In 2010, a routine audit of the organisation’s IT infrastructure identified that additional levels of authentication were required regarding remote access. This would assist the RCN to comply with data protection regulations and security compliance standards, providing better control of network access and protecting confidential personal information of staff and members.
RCN network and telecoms manager, Geoff Lewis, explained: “One option we considered was the adoption of an RSA SecurID token-based system. However, with a need to improve our compliance and drive down cost, rolling this solution out to more than 950 users was cost prohibitive. We needed something more creative.”
Lewis engaged with Icomm Technologies, resulting in a solution consisting of SonicWall’s Aventail SSL Virtual Private Network (VPN), which encrypts data traffic; and strong two-factor tokenless user authentication using Swivel’s PINsafe system.
The team configured two Sonicwall Aventail appliances to provide fail-over as a replicated pair, co-located at separate data centres in Cardiff and London.
Instead of costly ID tokens, PINsafe users have a registered four-digit PIN and a random 10-digit security string that is different for each login session. Easy to read by the user, the string is displayed as a masked image using irregular fonts and randomised pattern backgrounds to prevent OCR and screen-crawler malware from capturing it. The string and the PIN are combined to generate a One-Time-Code to authenticate each login session. The security string can be delivered to the user in a variety of ways, using an existing mobile phone or internet technology.
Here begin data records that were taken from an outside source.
use std::sync::Arc;

use super::classifier::DeviceClassifier;
use super::types::{DeviceCapabilities, Environment, KeyboardPresence};

/// Whether to route the visitor to the touch-only landing experience.
pub fn should_show_mobile_landing(caps: &DeviceCapabilities, keyboard_verified: bool) -> bool {
    (caps.is_mobile || caps.is_tablet) && !keyboard_verified
}

/// Holds the latest classification and keyboard evidence for one visitor
/// session and re-evaluates the landing decision whenever either changes.
pub struct MobileGate {
    classifier: Arc<DeviceClassifier>,
    capabilities: DeviceCapabilities,
    keyboard_verified: bool,
}

impl MobileGate {
    /// Classifies eagerly so the first decision is available before any
    /// viewport event arrives.
    pub fn new(classifier: Arc<DeviceClassifier>, env: &Environment) -> Self {
        let capabilities = classifier.classify(env);
        Self {
            classifier,
            capabilities,
            keyboard_verified: false,
        }
    }

    pub fn capabilities(&self) -> &DeviceCapabilities {
        &self.capabilities
    }

    pub fn keyboard_verified(&self) -> bool {
        self.keyboard_verified
    }

    pub fn show_mobile_landing(&self) -> bool {
        should_show_mobile_landing(&self.capabilities, self.keyboard_verified)
    }

    /// Re-classify after a resize or orientation change. Keyboard evidence
    /// already gathered survives re-classification.
    pub fn on_viewport_change(&mut self, env: &Environment) -> bool {
        let keyboard = self.capabilities.has_physical_keyboard;
        self.capabilities = self.classifier.classify(env).with_keyboard(keyboard);
        self.show_mobile_landing()
    }

    /// A physical key press was observed.
    pub fn on_keystroke(&mut self) -> bool {
        if !self.keyboard_verified {
            tracing::debug!("physical keyboard verified");
        }
        self.keyboard_verified = true;
        self.capabilities.has_physical_keyboard = KeyboardPresence::Present;
        self.show_mobile_landing()
    }
}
For the RCN, users access the network remotely by clicking an ‘Aventail’ desktop icon and logging in to an SSL VPN form supplying their everyday log-in details. The user then inputs their ‘One-Time-Code’ for further authentication and immediate access.
Importantly, a dedicated token is not required.
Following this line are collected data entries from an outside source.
use std::collections::HashSet;

use rand::Rng;

use super::types::WordSource;

/// In-place Fisher-Yates shuffle: walks from the last index down to 1 and
/// swaps each slot with a uniformly drawn index in `0..=i`.
///
/// The sequence of draws is fixed, so a deterministic `rng` gives a
/// reproducible permutation.
pub fn shuffle<T, R: Rng + ?Sized>(items: &mut [T], rng: &mut R) {
    for i in (1..items.len()).rev() {
        let j = rng.gen_range(0..=i);
        items.swap(i, j);
    }
}

/// Up to `count` distinct positions of `pool`, uniformly sampled.
pub fn pick_random<T: Clone>(pool: &[T], count: usize) -> Vec<T> {
    pick_random_with(pool, count, &mut rand::thread_rng())
}

pub fn pick_random_with<T: Clone, R: Rng + ?Sized>(pool: &[T], count: usize, rng: &mut R) -> Vec<T> {
    let mut picked = pool.to_vec();
    shuffle(&mut picked, rng);
    picked.truncate(count);
    picked
}

/// Build a shuffled list of at most `total_count` words drawn from `sources`
/// in proportion to their ratios.
///
/// Each source contributes `ceil(total_count * ratio / sum_of_ratios)` words
/// (capped by its pool size); the concatenation is shuffled and then cut to
/// `total_count`. Because every share rounds up, the cut drops a random
/// excess and the final proportions are only approximate. Empty pools are
/// skipped without redistributing their share.
pub fn mix(sources: &[WordSource], total_count: usize) -> Vec<String> {
    mix_with(sources, total_count, &mut rand::thread_rng())
}

pub fn mix_with<R: Rng + ?Sized>(
    sources: &[WordSource],
    total_count: usize,
    rng: &mut R,
) -> Vec<String> {
    let total_ratio: f64 = sources.iter().map(|s| s.ratio).sum();
    // Also rejects NaN and negative sums.
    if !(total_ratio > 0.0) {
        tracing::debug!(sources = sources.len(), "word mix: no positive ratio");
        return Vec::new();
    }

    let mut combined = Vec::new();
    for source in sources.iter().filter(|s| !s.words.is_empty()) {
        let target = (total_count as f64 * (source.ratio / total_ratio)).ceil();
        let target = if target > 0.0 { target as usize } else { 0 };
        combined.extend(pick_random_with(&source.words, target, rng));
    }

    shuffle(&mut combined, rng);
    combined.truncate(total_count);
    combined
}

/// Two-source convenience: `primary` gets `primary_ratio`, `secondary` the rest.
pub fn mix_two_sources(
    primary: &[String],
    secondary: &[String],
    total_count: usize,
    primary_ratio: f64,
) -> Vec<String> {
    mix_two_sources_with(primary, secondary, total_count, primary_ratio, &mut rand::thread_rng())
}

pub fn mix_two_sources_with<R: Rng + ?Sized>(
    primary: &[String],
    secondary: &[String],
    total_count: usize,
    primary_ratio: f64,
    rng: &mut R,
) -> Vec<String> {
    let sources = [
        WordSource {
            words: primary.to_vec(),
            ratio: primary_ratio,
        },
        WordSource {
            words: secondary.to_vec(),
            ratio: 1.0 - primary_ratio,
        },
    ];
    mix_with(&sources, total_count, rng)
}

/// Share of the primary source in [`mix_two_sources`] when callers have no
/// preference.
pub const DEFAULT_PRIMARY_RATIO: f64 = 0.7;

/// Case-insensitive dedup keeping the first occurrence, with its casing, in
/// first-seen order.
pub fn deduplicate_words<S: AsRef<str>>(words: &[S]) -> Vec<String> {
    let mut seen = HashSet::with_capacity(words.len());
    words
        .iter()
        .map(AsRef::as_ref)
        .filter(|w| seen.insert(w.to_lowercase()))
        .map(str::to_string)
        .collect()
}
Lewis said: “Fundamentally, we have generated real savings in terms of upfront investment and on-going support costs with a faultless solution that has future proofed the RCN’s progressive aspirations for growth, compliance and cost reduction. We no longer need to worry about further hardware expenditure if we want to scale the deployment of new remote users. Provisioning a new user is simply point and click through a central management dashboard linked to our Active Directory user database.
“The greater resilience and enhanced business continuity afforded by this truly next-generation approach has taken us a step well beyond current standards. Change management can often be a concern when deploying new methods or processes of working. However, calls to our helpdesk regarding remote access have dramatically reduced. This is testament to the very user-friendly approach the solution provides. Our relatively non-technical home-based members of staff have adapted to the new process very quickly.”